Submitted to: American Society of Microbiologists Abstracts
Publication Type: Abstract Only
Publication Acceptance Date: February 4, 2000
Publication Date: N/A
Previous sequence analysis of the prn gene from Bordetella pertussis and B. bronchiseptica revealed 2 regions encoding amino acid repeats. Region 1, immediately adjacent to an RGD motif shown to function in attachment to eukaryotic cells, contains the repeat GGXXPn. Region 2, roughly 900 bp 3' of region 1, encodes a reiterated PQPn motif. Analysis of several hundred strains of B. pertussis demonstrated heterogeneity in the number of repeat in region 1 between vaccine strains and clinical isolates. No variation in the number of repeats in region 2 was noted for any strain.
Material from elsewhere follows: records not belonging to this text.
//! Joint synthesis: map a mate type onto joint primitives.

use cadlink_ir::{Mate, MateType};
use cadlink_math::{Transform, Vec3};

use crate::config::JointPolicy;
use crate::model::{Body, Joint, JointKind, Mimic, SynthesisWarning};
use crate::names::EdgeNames;

/// Everything one mate turns into.
#[derive(Debug, Clone, PartialEq)]
pub struct JointSynthesis {
    /// One joint, or three for a ball mate.
    pub joints: Vec<Joint>,
    /// Intermediate bodies of a ball decomposition.
    pub auxiliary_bodies: Vec<Body>,
    /// Set when the mate type degraded to a dummy joint.
    pub warning: Option<SynthesisWarning>,
}

/// Inputs of [`synthesize_joints`] that come from the surrounding tree.
#[derive(Debug, Clone)]
pub struct JointRequest<'a> {
    /// Parent body name.
    pub parent: &'a str,
    /// Child body name.
    pub child: &'a str,
    /// Joint frame in parent-body coordinates.
    pub origin: Transform,
    /// Coupling applied to every produced joint.
    pub mimic: Option<Mimic>,
    /// Names allocated for this mate.
    pub names: &'a EdgeNames,
}

/// Synthesize the joints for an oriented mate.
pub fn synthesize_joints(mate: &Mate, request: JointRequest<'_>, policy: &JointPolicy) -> JointSynthesis {
    let axis = Vec3::new(0.0, 0.0, -1.0);
    let single = |kind: JointKind| Joint {
        name: request.names.first_joint().to_string(),
        kind,
        parent: request.parent.to_string(),
        child: request.child.to_string(),
        origin: request.origin,
        mimic: request.mimic.clone(),
    };

    match mate.mate_type {
        MateType::Fastened => JointSynthesis::one(single(JointKind::Fixed)),
        MateType::Revolute => JointSynthesis::one(single(policy.revolute(axis))),
        MateType::Slider | MateType::Cylindrical => {
            JointSynthesis::one(single(policy.prismatic(axis)))
        }
        MateType::Ball => ball(&request, policy),
        other => {
            tracing::warn!("Unsupported mate type {:?} for {}; using a dummy joint", other, mate.name);
            JointSynthesis {
                joints: vec![single(JointKind::Dummy)],
                auxiliary_bodies: Vec::new(),
                warning: Some(SynthesisWarning::UnsupportedMateType {
                    mate: mate.name.clone(),
                    mate_type: other,
                }),
            }
        }
    }
}

impl JointSynthesis {
    fn one(joint: Joint) -> Self {
        Self {
            joints: vec![joint],
            auxiliary_bodies: Vec::new(),
            warning: None,
        }
    }
}

/// Ball mate: revolute X, then Y, then Z, chained through two massless bodies.
fn ball(request: &JointRequest<'_>, policy: &JointPolicy) -> JointSynthesis {
    let (joints, bodies) = match request.names {
        EdgeNames::Ball { joints, bodies } => (joints.clone(), bodies.clone()),
        EdgeNames::Single(base) => (
            ["x", "y", "z"].map(|a| format!("{base}-{a}")),
            ["x", "y"].map(|a| format!("{base}-dummy-{a}")),
        ),
    };
    let [jx, jy, jz] = joints;
    let [bx, by] = bodies;

    let chain = [
        (jx, request.parent.to_string(), bx.clone(), Vec3::x(), request.origin),
        (jy, bx.clone(), by.clone(), Vec3::y(), Transform::identity()),
        (jz, by.clone(), request.child.to_string(), -Vec3::z(), Transform::identity()),
    ];

    JointSynthesis {
        joints: chain
            .into_iter()
            .map(|(name, parent, child, axis, origin)| Joint {
                name,
                kind: policy.revolute(axis),
                parent,
                child,
                origin,
                mimic: request.mimic.clone(),
            })
            .collect(),
        auxiliary_bodies: vec![Body::auxiliary(bx), Body::auxiliary(by)],
        warning: None,
    }
}

#[cfg(test)]
mod tests {
    use super::*;
    use cadlink_ir::{MateEntity, MatedCs};
    use std::f64::consts::PI;

    fn mate(mate_type: MateType) -> Mate {
        let entity = |occ: &str| MateEntity {
            occurrence: vec![occ.to_string()],
            mated_cs: MatedCs {
                x_axis: [1.0, 0.0, 0.0],
                y_axis: [0.0, 1.0, 0.0],
                z_axis: [0.0, 0.0, 1.0],
                origin: [0.0; 3],
            },
        };
        Mate {
            id: "m1".to_string(),
            name: "Mate 1".to_string(),
            mate_type,
            entities: [entity("p"), entity("c")],
        }
    }

    fn run(mate_type: MateType, names: &EdgeNames, mimic: Option<Mimic>) -> JointSynthesis {
        synthesize_joints(
            &mate(mate_type),
            JointRequest {
                parent: "parent",
                child: "child",
                origin: Transform::translation(0.0, 0.0, 1.0),
                mimic,
                names,
            },
            &JointPolicy::default(),
        )
    }

    fn single() -> EdgeNames {
        EdgeNames::Single("Mate_1".to_string())
    }

    #[test]
    fn test_fastened_gives_fixed_joint() {
        let out = run(MateType::Fastened, &single(), None);
        assert_eq!(out.joints.len(), 1);
        assert_eq!(out.joints[0].kind, JointKind::Fixed);
        assert!(out.auxiliary_bodies.is_empty());
        assert!(out.warning.is_none());
    }

    #[test]
    fn test_revolute_defaults() {
        let out = run(MateType::Revolute, &single(), None);
        let joint = &out.joints[0];
        assert_eq!(joint.name, "Mate_1");
        assert_eq!(joint.kind.axis(), Some(Vec3::new(0.0, 0.0, -1.0)));
        let limits = joint.kind.limits().unwrap();
        assert_eq!((limits.lower, limits.upper), (-PI, PI));
        assert_eq!((limits.effort, limits.velocity), (1.0, 1.0));
        let dynamics = joint.kind.dynamics().unwrap();
        assert_eq!((dynamics.damping, dynamics.friction), (0.1, 0.1));
    }

    #[test]
    fn test_slider_and_cylindrical_are_prismatic() {
        for mate_type in [MateType::Slider, MateType::Cylindrical] {
            let out = run(mate_type, &single(), None);
            assert_eq!(out.joints[0].kind.name(), "prismatic");
            let limits = out.joints[0].kind.limits().unwrap();
            assert_eq!((limits.lower, limits.upper), (-0.1, 0.1));
        }
    }

    #[test]
    fn test_unsupported_types_degrade_to_dummy() {
        for mate_type in [MateType::Planar, MateType::PinSlot, MateType::Parallel, MateType::Unknown] {
            let out = run(mate_type, &single(), None);
            assert_eq!(out.joints.len(), 1);
            assert_eq!(out.joints[0].kind, JointKind::Dummy);
            assert!(matches!(
                out.warning,
                Some(SynthesisWarning::UnsupportedMateType { mate_type: t, .. }) if t == mate_type
            ));
        }
    }

    #[test]
    fn test_ball_decomposes_into_three_revolutes() {
        let names = EdgeNames::Ball {
            joints: ["Mate_1-x", "Mate_1-y", "Mate_1-z"].map(String::from),
            bodies: ["Mate_1-dummy-x", "Mate_1-dummy-y"].map(String::from),
        };
        let mimic = Mimic {
            joint: "drive".to_string(),
            multiplier: 2.0,
            offset: 0.0,
        };
        let out = run(MateType::Ball, &names, Some(mimic.clone()));

        assert_eq!(out.joints.len(), 3);
        assert_eq!(out.auxiliary_bodies.len(), 2);
        assert!(out.auxiliary_bodies.iter().all(|b| b.inertial.mass == 0.0 && b.mesh.is_none()));

        let chain: Vec<(&str, &str)> = out
            .joints
            .iter()
            .map(|j| (j.parent.as_str(), j.child.as_str()))
            .collect();
        assert_eq!(
            chain,
            vec![
                ("parent", "Mate_1-dummy-x"),
                ("Mate_1-dummy-x", "Mate_1-dummy-y"),
                ("Mate_1-dummy-y", "child"),
            ]
        );
        assert_eq!(out.joints[0].kind.axis(), Some(Vec3::x()));
        assert_eq!(out.joints[1].kind.axis(), Some(Vec3::y()));
        assert_eq!(out.joints[2].kind.axis(), Some(-Vec3::z()));
        assert!(!out.joints[0].origin.is_identity(1e-12));
        assert!(out.joints[1].origin.is_identity(1e-12));
        assert!(out.joints[2].origin.is_identity(1e-12));
        assert!(out.joints.iter().all(|j| j.mimic.as_ref() == Some(&mimic)));
    }

    #[test]
    fn test_ball_with_single_name_derives_suffixes() {
        let out = run(MateType::Ball, &single(), None);
        let names: Vec<&str> = out.joints.iter().map(|j| j.name.as_str()).collect();
        assert_eq!(names, vec!["Mate_1-x", "Mate_1-y", "Mate_1-z"]);
        assert_eq!(out.auxiliary_bodies[1].name, "Mate_1-dummy-y");
    }
}
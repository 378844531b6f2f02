#![warn(missing_docs)]

//! Assembly records for the cadlink ecosystem.
//!
//! This crate defines the validated input side of a conversion: parts with
//! their mass properties, mates with their paired coordinate frames, and mate
//! relations. Records arrive already parsed from the CAD service; the only
//! checks done here are the structural ones that must hold before any
//! kinematic synthesis runs.

use cadlink_math::{Mat3, Transform, Vec3};
use serde::{Deserialize, Serialize};
use std::collections::BTreeMap;
use std::fmt;
use thiserror::Error;

pub mod naming;

/// Joins the two occurrence identifiers of a mate key.
pub const MATE_JOINER: &str = "-MATE-";

/// Joins the instance ids of an occurrence path inside sub-assemblies.
pub const SUBASSEMBLY_JOINER: &str = "-SUB-";

/// Length of document, workspace and element identifiers.
pub const ID_LENGTH: usize = 24;

/// Identifier of a placed part or rigid sub-assembly.
pub type OccurrenceId = String;

/// Errors raised while validating assembly records.
#[derive(Error, Debug)]
pub enum IrError {
    /// An identifier has the wrong shape.
    #[error("invalid {field} '{value}': expected 24 characters")]
    InvalidIdentifier {
        /// Which field was checked.
        field: &'static str,
        /// The offending value.
        value: String,
    },

    /// A placement matrix is not homogeneous.
    #[error("invalid placement transform for part {0}: last row must be [0, 0, 0, 1]")]
    InvalidPlacement(String),

    /// Mass properties are not physical.
    #[error("invalid mass properties for part {part}: {reason}")]
    InvalidMassProperties {
        /// Part occurrence id.
        part: String,
        /// What is wrong.
        reason: String,
    },

    /// A mated entity does not name an occurrence.
    #[error("mate {0} has an entity without an occurrence path")]
    EmptyOccurrence(String),

    /// A mate frame has a zero-length axis.
    #[error("mate {0} has a degenerate coordinate frame")]
    DegenerateFrame(String),

    /// A mate joins an occurrence to itself.
    #[error("mate {0} joins an occurrence to itself")]
    SelfMate(String),

    /// JSON (de)serialization failed.
    #[error("JSON error: {0}")]
    Json(#[from] serde_json::Error),
}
The published sequence of B. bronchiseptica prn, derived from a canine isolate, contains 3 GGXXP and 7 PQP repeats. The goal of the present study was to determine whether there is variation in these repeats among swine atrophic rhinitis vaccine strains and B. bronchiseptica isolates obtained from pigs with respiratory disease. Southern blotting revealed RFLPs associated with genomic DNA restriction fragments derived from region 1, as well as those from region 2, of several strains. Subsequent sequence analysis demonstrated the number of GGXXP repeats varied from 3 to 4, while 6 to 8 PQP repeats were present in the strains examined. The sequence coding for the RGD triplet was conserved in all strains. This is the first time variation in the PQP region has been documented in Bordetella. The pertactin variants associated with field isolates are unique from those of vaccine strains. These results imply that vaccine strains may not be antigenically identical to disease-causing field strains, perhaps reducing the efficacy of atrophic rhinitis vaccines.